Once the Civil War had ended, Burt returned to acting and to the King's Men: he was one of the performers arrested on 5 February 1648, during an illegal performance of Rollo Duke of Normandy (he played Latorch). He was also one of the ten men who tried to restart the King's Men in December 1648, despite the Commonwealth regime's opposition to playacting.
With the Restoration, Burt's professional fortunes revived. Burt took the lead role in a 1660 production of Shakespeare's Othello, the first staging of that play after the theatres re-opened; Walter Clun won fame for his portrayal of Iago in that production. Samuel Pepys was in the audience on 11 October 1660, and saw Burt's Othello again in 1669, as recorded in his Diary. (After that time, though, Burt lost the role to Hart.)
In 1661 Burt became one of the thirteen actors who were original sharers in the newly organized King's Company under the management of Thomas Killigrew. He continued with the King's Company until 1678. When the troupe's theatre, the Theatre Royal in Drury Lane, burned down in 1672, the funds to build its replacement had to be raised largely from the actors; Burt invested £160 in the project.

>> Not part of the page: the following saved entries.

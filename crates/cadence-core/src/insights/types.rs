//! Core types for the Insight Engine

use serde::{Deserialize, Serialize};
use std::fmt;
use std::str::FromStr;

/// Denominator floor for percentage-change math
const EPSILON: f64 = 1e-9;

/// Types of insights that can be generated
#[derive(Debug, Clone, Copy, PartialEq, Eq, Hash, Serialize, Deserialize)]
#[serde(rename_all = "snake_case")]
pub enum InsightType {
    /// Period-over-period change in a tracked work metric
    Performance,
    /// Project or objective in danger of stalling or missing its date
    Risk,
    /// Entity sustaining above-average performance
    Opportunity,
    /// Recurring structural signal not tied to a single delta
    Pattern,
}

impl InsightType {
    pub fn as_str(&self) -> &'static str {
        match self {
            InsightType::Performance => "performance",
            InsightType::Risk => "risk",
            InsightType::Opportunity => "opportunity",
            InsightType::Pattern => "pattern",
        }
    }
}

impl fmt::Display for InsightType {
    fn fmt(&self, f: &mut fmt::Formatter<'_>) -> fmt::Result {
        write!(f, "{}", self.as_str())
    }
}

impl FromStr for InsightType {
    type Err = String;

    fn from_str(s: &str) -> Result<Self, Self::Err> {
        match s {
            "performance" => Ok(InsightType::Performance),
            "risk" => Ok(InsightType::Risk),
            "opportunity" => Ok(InsightType::Opportunity),
            "pattern" => Ok(InsightType::Pattern),
            _ => Err(format!("Unknown insight type: {}", s)),
        }
    }
}

/// Urgency of an insight, drives sort order and visual treatment
#[derive(Debug, Clone, Copy, PartialEq, Eq, Serialize, Deserialize)]
#[serde(rename_all = "snake_case")]
pub enum Priority {
    Critical,
    High,
    Medium,
    Low,
}

impl Priority {
    pub fn as_str(&self) -> &'static str {
        match self {
            Priority::Critical => "critical",
            Priority::High => "high",
            Priority::Medium => "medium",
            Priority::Low => "low",
        }
    }

    /// Numeric rank for sorting (higher = more urgent)
    pub fn rank(&self) -> u8 {
        match self {
            Priority::Critical => 4,
            Priority::High => 3,
            Priority::Medium => 2,
            Priority::Low => 1,
        }
    }
}

impl fmt::Display for Priority {
    fn fmt(&self, f: &mut fmt::Formatter<'_>) -> fmt::Result {
        write!(f, "{}", self.as_str())
    }
}

impl FromStr for Priority {
    type Err = String;

    fn from_str(s: &str) -> Result<Self, Self::Err> {
        match s {
            "critical" => Ok(Priority::Critical),
            "high" => Ok(Priority::High),
            "medium" => Ok(Priority::Medium),
            "low" => Ok(Priority::Low),
            _ => Err(format!("Unknown priority: {}", s)),
        }
    }
}

/// Period-over-period comparison attached to an insight
#[derive(Debug, Clone, PartialEq, Serialize, Deserialize)]
pub struct InsightMetrics {
    pub current: f64,
    pub previous: f64,
    /// Percentage change from previous to current
    pub change: f64,
    /// Human-readable rendering of the change (e.g. "+60%")
    pub change_label: String,
}

impl InsightMetrics {
    /// Build a metrics block comparing two values.
    ///
    /// Returns None when the previous value is effectively zero: a jump
    /// from nothing is a qualitative "new activity" signal, not an
    /// infinite percentage.
    pub fn comparing(current: f64, previous: f64) -> Option<Self> {
        let change = percent_change(current, previous)?;
        let change_label = if change >= 0.0 {
            format!("+{:.0}%", change)
        } else {
            format!("{:.0}%", change)
        };
        Some(Self {
            current,
            previous,
            change,
            change_label,
        })
    }
}

/// Percentage change from previous to current, or None when the previous
/// value is too small to divide by
pub fn percent_change(current: f64, previous: f64) -> Option<f64> {
    if previous.abs() < EPSILON {
        return None;
    }
    Some((current - previous) / previous.max(EPSILON) * 100.0)
}

/// Reference back to a source record that triggered an insight
#[derive(Debug, Clone, PartialEq, Eq, PartialOrd, Ord, Serialize, Deserialize)]
pub struct RelatedItem {
    #[serde(rename = "type")]
    pub kind: String,
    pub name: String,
}

impl RelatedItem {
    pub fn new(kind: impl Into<String>, name: impl Into<String>) -> Self {
        Self {
            kind: kind.into(),
            name: name.into(),
        }
    }
}

/// A finding produced by a detector (before aggregation assigns ids)
#[derive(Debug, Clone, Serialize, Deserialize)]
pub struct Finding {
    pub insight_type: InsightType,
    pub priority: Priority,
    pub title: String,
    pub description: String,
    /// Present only for period-over-period comparisons
    pub metrics: Option<InsightMetrics>,
    /// Expected consequence if acted on (or ignored)
    pub impact: String,
    /// Ordered recommended next steps
    pub suggested_actions: Vec<String>,
    /// Source records that triggered this finding
    pub related_items: Vec<RelatedItem>,
}

impl Finding {
    pub fn new(
        insight_type: InsightType,
        priority: Priority,
        title: impl Into<String>,
        description: impl Into<String>,
    ) -> Self {
        Self {
            insight_type,
            priority,
            title: title.into(),
            description: description.into(),
            metrics: None,
            impact: String::new(),
            suggested_actions: Vec::new(),
            related_items: Vec::new(),
        }
    }

    pub fn with_metrics(mut self, metrics: InsightMetrics) -> Self {
        self.metrics = Some(metrics);
        self
    }

    pub fn with_impact(mut self, impact: impl Into<String>) -> Self {
        self.impact = impact.into();
        self
    }

    pub fn with_actions(mut self, actions: Vec<String>) -> Self {
        self.suggested_actions = actions;
        self
    }

    pub fn with_related(mut self, items: Vec<RelatedItem>) -> Self {
        self.related_items = items;
        self
    }

    /// Key used by the aggregator to collapse duplicate findings: same
    /// type referencing the identical related-items set
    pub fn dedup_key(&self) -> (InsightType, Vec<RelatedItem>) {
        let mut items = self.related_items.clone();
        items.sort();
        (self.insight_type, items)
    }
}

/// A generated finding with its run-unique identifier
#[derive(Debug, Clone, Serialize, Deserialize)]
pub struct Insight {
    pub id: String,
    pub insight_type: InsightType,
    pub priority: Priority,
    pub title: String,
    pub description: String,
    pub metrics: Option<InsightMetrics>,
    pub impact: String,
    pub suggested_actions: Vec<String>,
    pub related_items: Vec<RelatedItem>,
}

impl Insight {
    pub fn from_finding(id: String, finding: Finding) -> Self {
        Self {
            id,
            insight_type: finding.insight_type,
            priority: finding.priority,
            title: finding.title,
            description: finding.description,
            metrics: finding.metrics,
            impact: finding.impact,
            suggested_actions: finding.suggested_actions,
            related_items: finding.related_items,
        }
    }
}

/// Per-type counts; every type key is always present
#[derive(Debug, Clone, Copy, Default, PartialEq, Eq, Serialize, Deserialize)]
pub struct TypeCounts {
    pub performance: usize,
    pub risk: usize,
    pub opportunity: usize,
    pub pattern: usize,
}

impl TypeCounts {
    pub fn record(&mut self, insight_type: InsightType) {
        match insight_type {
            InsightType::Performance => self.performance += 1,
            InsightType::Risk => self.risk += 1,
            InsightType::Opportunity => self.opportunity += 1,
            InsightType::Pattern => self.pattern += 1,
        }
    }

    pub fn get(&self, insight_type: InsightType) -> usize {
        match insight_type {
            InsightType::Performance => self.performance,
            InsightType::Risk => self.risk,
            InsightType::Opportunity => self.opportunity,
            InsightType::Pattern => self.pattern,
        }
    }

    pub fn total(&self) -> usize {
        self.performance + self.risk + self.opportunity + self.pattern
    }
}

/// Summary counts for one generation run
#[derive(Debug, Clone, Default, Serialize, Deserialize)]
pub struct InsightSummary {
    pub total: usize,
    pub by_type: TypeCounts,
}

/// The full ranked output of one generation call
#[derive(Debug, Clone, Default, Serialize, Deserialize)]
pub struct InsightCollection {
    pub insights: Vec<Insight>,
    pub summary: InsightSummary,
}

impl InsightCollection {
    pub fn is_empty(&self) -> bool {
        self.insights.is_empty()
    }
}

#[cfg(test)]
mod tests {
    use super::*;

    #[test]
    fn test_insight_type_serialization() {
        assert_eq!(InsightType::Performance.as_str(), "performance");
        assert_eq!(
            InsightType::from_str("opportunity").unwrap(),
            InsightType::Opportunity
        );
        assert!(InsightType::from_str("hunch").is_err());
    }

    #[test]
    fn test_priority_rank() {
        assert!(Priority::Critical.rank() > Priority::High.rank());
        assert!(Priority::High.rank() > Priority::Medium.rank());
        assert!(Priority::Medium.rank() > Priority::Low.rank());
    }

    #[test]
    fn test_percent_change_guards_zero_denominator() {
        assert_eq!(percent_change(5.0, 0.0), None);
        assert_eq!(percent_change(16.0, 10.0), Some(60.0));
        let change = percent_change(8.0, 10.0).unwrap();
        assert!((change - -20.0).abs() < 1e-9);
    }

    #[test]
    fn test_metrics_comparing() {
        let metrics = InsightMetrics::comparing(16.0, 10.0).unwrap();
        assert_eq!(metrics.change_label, "+60%");
        assert!(metrics.change.is_finite());

        // Zero previous yields no numeric block rather than Infinity
        assert!(InsightMetrics::comparing(5.0, 0.0).is_none());
    }

    #[test]
    fn test_finding_builder_and_dedup_key() {
        let finding = Finding::new(
            InsightType::Risk,
            Priority::Critical,
            "Stalled project",
            "No work logged for Atlas in 7 days",
        )
        .with_impact("Atlas may miss its end date")
        .with_actions(vec!["Check in with the project lead".to_string()])
        .with_related(vec![
            RelatedItem::new("project", "Atlas"),
            RelatedItem::new("department", "Engineering"),
        ]);

        let other = Finding::new(
            InsightType::Risk,
            Priority::High,
            "Different title",
            "Different body",
        )
        .with_related(vec![
            RelatedItem::new("department", "Engineering"),
            RelatedItem::new("project", "Atlas"),
        ]);

        // Same type + same related set collapses regardless of item order
        assert_eq!(finding.dedup_key(), other.dedup_key());
    }

    #[test]
    fn test_related_item_serializes_with_type_key() {
        let item = RelatedItem::new("project", "Atlas");
        let json = serde_json::to_value(&item).unwrap();
        assert_eq!(json["type"], "project");
        assert_eq!(json["name"], "Atlas");
    }

    #[test]
    fn test_type_counts() {
        let mut counts = TypeCounts::default();
        counts.record(InsightType::Risk);
        counts.record(InsightType::Risk);
        counts.record(InsightType::Pattern);
        assert_eq!(counts.get(InsightType::Risk), 2);
        assert_eq!(counts.get(InsightType::Performance), 0);
        assert_eq!(counts.total(), 3);
    }
}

- Prince Hal in Shakespeare's Henry IV plays
- Cleremont in Jonson's Epicene
- Corvino in Volpone
- Surly in The Alchemist
- Cicero in Catiline
- Seleucus in Fletcher's The Humorous Lieutenant
- Don John Decastrio in Rule a Wife and Have a Wife
- Tygranes in A King and No King
- the Elder Loveless in The Scornful Lady
- Charles in The Elder Brother
— and contemporary works, by John Dryden:
- Palamede in Marriage à la mode
- Perez in Amboyna
- Lysimantes in The Maiden Queen
- Don Lopez in An Evening's Love
- Vasquez in The Indian Emperour
- Camillo in The Assignation
— and by other dramatists:
- Maherbal in Lee's Sophonisba, or Hannibal's Overthrow
- Afterwit in Wilson's The Cheats
- Count Guesselin in Boyle's The Black Prince.
The date of Burt's death is not known; he was alive at least until 1690.
- Edwin Nunzeger, A Dictionary of Actors and of Other Persons Associated with the Representation of Plays in England before 1642, New Haven, Yale University Press, 1929; pp. 79-81.
- John H. Astington, "Actors and the Court After 1642," Early Modern Literary Studies, Special Issue 15 (August 2007), pp. 1-23.
- Judith Milhous and Robert D. Hume, "New Light of English Acting Companies in 1646, 1648, and 1660," Review of English Studies, New Series, Vol. 42 No. 168 (November 1991), pp. 487-509.
- John Payne Collier, "Dryden, Killigrew, and the first company which acted at the Drury Lane Theatre," The Shakespeare Society's Papers, Vol. 1, London, 1844; pp. 147-55.
- Nunzeger, p. 81.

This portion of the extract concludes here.